When people are suffering because they cannot afford access to important drugs it is immoral. I understand that we need to encourage research-but there has to be another way besides patents that prevent or slow access to important medications.


Pharma spends billions of dollars in research and development and they need to make a return on that investment and patents afford them the opportunity to do so - there is nothing wrong with that.
In the US patients can get access to HIV/AIDS medications through a variety of channels and yet, too often, the patients don't take the medications properly (or at all)...that's not pharma's fault


I think this would help the development of a vaccine to help prevent AIDS.


I think that patents help medicine because it prevents cheap, ineffective knock-off medicine from being made in the first few years. After that, the patent expires which is a good thing because it gives other companies the right to expand and improve that medicine.


Scientists should know that their research to find medicine for such diseases a AIDS can save numerous people. Patents only protect the scientists, not those who actually have the illness and need a cure.


I can see both points that are brought up above, but too often drug companies spend their money on developing lifestyle drugs instead of really curing anything of substance.

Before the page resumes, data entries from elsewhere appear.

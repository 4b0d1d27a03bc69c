mod group_conv;

use pyo3::exceptions::PyValueError;
use pyo3::prelude::*;
use pyo3::types::PyModule;

use crate::error::GroupConvError;

impl From<GroupConvError> for PyErr {
    fn from(err: GroupConvError) -> Self {
        PyValueError::new_err(err.to_string())
    }
}

/// Lorentz group-equivariant convolution layers in Rust
#[pymodule]
pub fn lorentz_equivariant(_py: Python, m: &PyModule) -> PyResult<()> {
    m.add("__version__", env!("CARGO_PKG_VERSION"))?;
    // Group convolution layers
    group_conv::register(m)?;
    Ok(())
}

I'm sure Viagra has helped thousands of men become happier, but has it saved any lives?


Patents are an incentive for research and investment, they are not the enemy, We need innovative solutions by which everyone has equal access, that is defined by their health status and not by their financial status. The solution is not to de-incentivize pharma companies and their investors/stockholders. The solution is about bringing pharma to the table and find ways to increase access and equity. We must stop seeing pharma as the enemy, without vaccines and medicines, health status will not be the same. Unless governments are willing to invest their budgets in research, let’s not kill pharmaceutical research. A win-win solution is needed and our efforts should be geared into finding the solution not criticizing the pharma industry.


The availability of profits do often drive innovation, so I see that point, however the results of innovation should not be the exclusive domain of the privileged when people's health and a nation's well being is on the line. One could investigate the entire process/costs of bringing drugs to market, look for efficiencies there, then determine percent of reduced cost/free drugs that the pharmaceutical needs to make available in order to be granted the patent.


Checking out this site, pretty cool!